Elias clapped the viscous extensions of his hands together, the motion making a thudding sound that quaked through the ground, as his starry eyes rolled in dramatic exasperation.

“Now what?” Elias taunted.

“I have to figure out a way of reading it?” Alex shrugged, feeling victimized. It was like a flashback to middle school—the teacher asking him an exceptionally difficult question he didn’t know the answer to and watching him squirm regardless.

Elias gave another sarcastic clap of his wispy hands, and Alex glowered at him. The shadow-man only seemed amused by Alex’s annoyance as he swooped as close as he dared to the edge of the sunlight’s boundaries.

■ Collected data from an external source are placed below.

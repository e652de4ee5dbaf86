use std::time::{Duration, Instant};

use crate::conntrack::ConnKey;

use super::tracker::{StalenessTracker, TrackingMap};

/// What a rotation changed.
#[derive(Debug, Clone, Copy, Default, PartialEq, Eq)]
pub struct RotationSummary {
    /// First rotation: baseline taken, nothing evicted
    pub first: bool,
    /// Flows gone from the tracker since the previous generation
    pub disappeared: usize,
    /// Flows forgotten for exceeding the purge threshold
    pub purged: usize,
    /// Flows tracked once the rotation finished
    pub tracked: usize,
}

/// Compares successive generations of the tracker and forgets flows that
/// outlived the purge threshold.
///
/// Purging only drops local state. It does not delete kernel entries.
#[derive(Debug, Clone)]
pub struct GenerationComparator {
    purge_threshold: Duration,
    previous: Option<TrackingMap>,
}

impl GenerationComparator {
    pub fn new(purge_threshold: Duration) -> Self {
        Self { purge_threshold, previous: None }
    }

    pub fn purge_threshold(&self) -> Duration {
        self.purge_threshold
    }

    /// Snapshot taken at the end of the last rotation, if any.
    pub fn previous(&self) -> Option<&TrackingMap> {
        self.previous.as_ref()
    }

    pub fn rotate(&mut self, tracker: &mut StalenessTracker) -> RotationSummary {
        self.rotate_at(tracker, Instant::now())
    }

    /// Close the current generation at `now`.
    ///
    /// Must run once per table dump, after every record of that dump has been
    /// observed.
    pub fn rotate_at(&mut self, tracker: &mut StalenessTracker, now: Instant) -> RotationSummary {
        let Some(mut previous) = self.previous.take() else {
            self.previous = Some(tracker.entries().clone());
            return RotationSummary { first: true, tracked: tracker.len(), ..Default::default() };
        };

        let before = previous.len();
        previous.retain(|key, _| tracker.contains(key));
        let disappeared = before.saturating_sub(previous.len());

        let expired: Vec<ConnKey> = previous
            .iter()
            .filter(|(_, entry)| entry.age(now) > self.purge_threshold)
            .map(|(key, _)| *key)
            .collect();
        for key in &expired {
            tracker.evict(key);
            previous.remove(key);
        }

        self.previous = Some(tracker.entries().clone());

        RotationSummary { first: false, disappeared, purged: expired.len(), tracked: tracker.len() }
    }
}
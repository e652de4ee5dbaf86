use std::sync::atomic::{AtomicBool, Ordering};
use std::sync::Arc;

use http_body_util::{combinators::BoxBody, BodyExt, Full};
use hyper::body::Bytes;
use hyper::Response;
use hyper::StatusCode;
use serde_json::json;

use crate::error::{CleanerError, Result};

type RespBody = BoxBody<Bytes, hyper::Error>;

/// Flag flipped once the cleaner has completed its first generation rotation.
#[derive(Debug, Clone, Default)]
pub struct Readiness(Arc<AtomicBool>);

impl Readiness {
    pub fn new() -> Self {
        Self::default()
    }

    pub fn mark_ready(&self) {
        self.0.store(true, Ordering::Relaxed);
    }

    pub fn is_ready(&self) -> bool {
        self.0.load(Ordering::Relaxed)
    }
}

fn json_response(status: StatusCode, body: serde_json::Value) -> Result<Response<RespBody>> {
    let body_bytes = serde_json::to_vec(&body)
        .map_err(|e| CleanerError::Http(format!("Failed to serialize response: {e}")))?;

    let body = Full::new(Bytes::from(body_bytes))
        .map_err(|never| match never {})
        .boxed();

    Response::builder()
        .status(status)
        .header("Content-Type", "application/json")
        .body(body)
        .map_err(|e| CleanerError::Http(format!("Failed to build response: {e}")))
}

/// Health check response - always returns 200 if process is running
pub fn health_check_response() -> Result<Response<RespBody>> {
    json_response(StatusCode::OK, json!({"status": "healthy"}))
}

/// Readiness check - 200 once a full table dump has been processed, 503 before
pub fn ready_check_response(readiness: &Readiness) -> Result<Response<RespBody>> {
    if readiness.is_ready() {
        json_response(StatusCode::OK, json!({"status": "ready"}))
    } else {
        json_response(
            StatusCode::SERVICE_UNAVAILABLE,
            json!({
                "status": "not_ready",
                "reason": "no_table_dump_processed"
            }),
        )
    }
}

/// Liveness check - always returns 200 if process is running
pub fn live_check_response() -> Result<Response<RespBody>> {
    json_response(StatusCode::OK, json!({"status": "alive"}))
}
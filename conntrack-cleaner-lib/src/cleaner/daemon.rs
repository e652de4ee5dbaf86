use std::sync::Arc;

use tokio::signal;
use tokio::sync::watch;
use tokio::task::JoinHandle;
use tracing::{error, info};

use super::consumer::{Cleaner, CleanerStats};
use super::pipeline::{channel, Producer};
use crate::config::CleanerConfig;
use crate::conntrack::{DeletionExecutor, TableSampler};
use crate::error::{CleanerError, Result};
use crate::telemetry::{Metrics, Readiness};

/// Run the sampler and the cleaner until `shutdown` flips to `true`.
///
/// The sampler runs on its own task and the cleaner on the caller's. Returns
/// once the sampler has stopped and the cleaner has drained the pipeline.
pub async fn run<S, E>(
    config: &CleanerConfig,
    sampler: S,
    executor: E,
    metrics: Option<Arc<Metrics>>,
    readiness: Readiness,
    shutdown: watch::Receiver<bool>,
) -> CleanerStats
where
    S: TableSampler + 'static,
    E: DeletionExecutor,
{
    info!(
        sampling_interval_ms = config.sampling_interval_ms,
        purge_threshold_ms = config.purge_threshold_ms,
        renewal_threshold = config.renewal_threshold,
        udp = config.udp_enabled,
        tcp = config.tcp_enabled,
        "starting conntrack cleaner"
    );

    let (tx, rx) = channel();

    let mut producer = Producer::new(sampler, config.clone());
    let mut cleaner = Cleaner::new(config, executor).with_readiness(readiness);
    if let Some(m) = metrics {
        producer = producer.with_metrics(m.clone());
        cleaner = cleaner.with_metrics(m);
    }

    let producer = tokio::spawn(producer.run(tx, shutdown));
    let stats = cleaner.run(rx).await;

    if let Err(e) = producer.await {
        error!(error = %e, "conntrack sampler task failed");
    }

    stats
}

/// Flip `shutdown` to `true` on the first SIGTERM or SIGINT.
pub fn spawn_signal_listener(shutdown: watch::Sender<bool>) -> Result<JoinHandle<()>> {
    let mut sigterm = signal::unix::signal(signal::unix::SignalKind::terminate()).map_err(|e| {
        CleanerError::Io(std::io::Error::other(format!("Failed to setup SIGTERM handler: {e}")))
    })?;
    let mut sigint = signal::unix::signal(signal::unix::SignalKind::interrupt()).map_err(|e| {
        CleanerError::Io(std::io::Error::other(format!("Failed to setup SIGINT handler: {e}")))
    })?;

    Ok(tokio::spawn(async move {
        tokio::select! {
            _ = sigterm.recv() => info!("Received SIGTERM, initiating graceful shutdown"),
            _ = sigint.recv() => info!("Received SIGINT, initiating graceful shutdown"),
        }
        let _ = shutdown.send(true);
    }))
}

“How might you unravel such a puzzling mystery?” Elias whispered.

“It’s a code,” said Alex suddenly, the markings making sense. He still couldn’t read them, but he had an idea what they were. It was obvious, thought Alex. If a Spellbreaker wanted to write notes or secret entries, it was only natural they’d want to use a cipher of some sort. A code only another Spellbreaker could crack…

Elias grinned. “Now you’re getting it,” purred the rippling figure, his expression twisting into one of glee.

“A code,” mused Alex.

“I’m certain you’ll figure it out,” whispered Elias as he reached for the edges of his cloak. “And perhaps there will be a reward. There are so many other books, Alex. Books you could not even dream of,” he said euphorically. “Oh, such rare tomes, filled with spells nobody should see… spells that helped me, long ago,” he breathed, the last part barely audible as the air bristled with mystery, Elias seeming to withdraw into himself as he spoke the words.

“Wait! You’re not going yet, are you?” said Alex, not finished with the shadow-man. There were questions he wanted answers to, that nobody else seemed able to answer. The time was now.

“Why should I stay?” Elias shrugged the cloaked slopes where shoulders should have been.

“I have questions for you.”

Elias’s face crumpled into a frown. “I’m not sure I can help,” he said simply, “but go on.”

A thousand thoughts raced through Alex’s mind as he tried to figure out what to ask first. This was his opportunity, and he did not want to blow it. Elias was rarely so openly amenable, but Alex found he could not quite focus once the spotlight was on him. It was hard to find the question he wanted answered the most when he wanted them all answered.

“Who are you?” asked Alex, finally settling on a line of inquiry. There was a niggle in the back of Alex’s mind that had been there almost since the first moment they met—a curiosity to know more about the peculiar, impossible being that made up Elias. He had always wondered what Elias might have been before he was the shadowy homunculus. There was undeniable humanity in the way he spoke, and in the fluid mannerisms of his apparent limbs, until he turned into a cat and Alex’s whole understanding of him went out the window.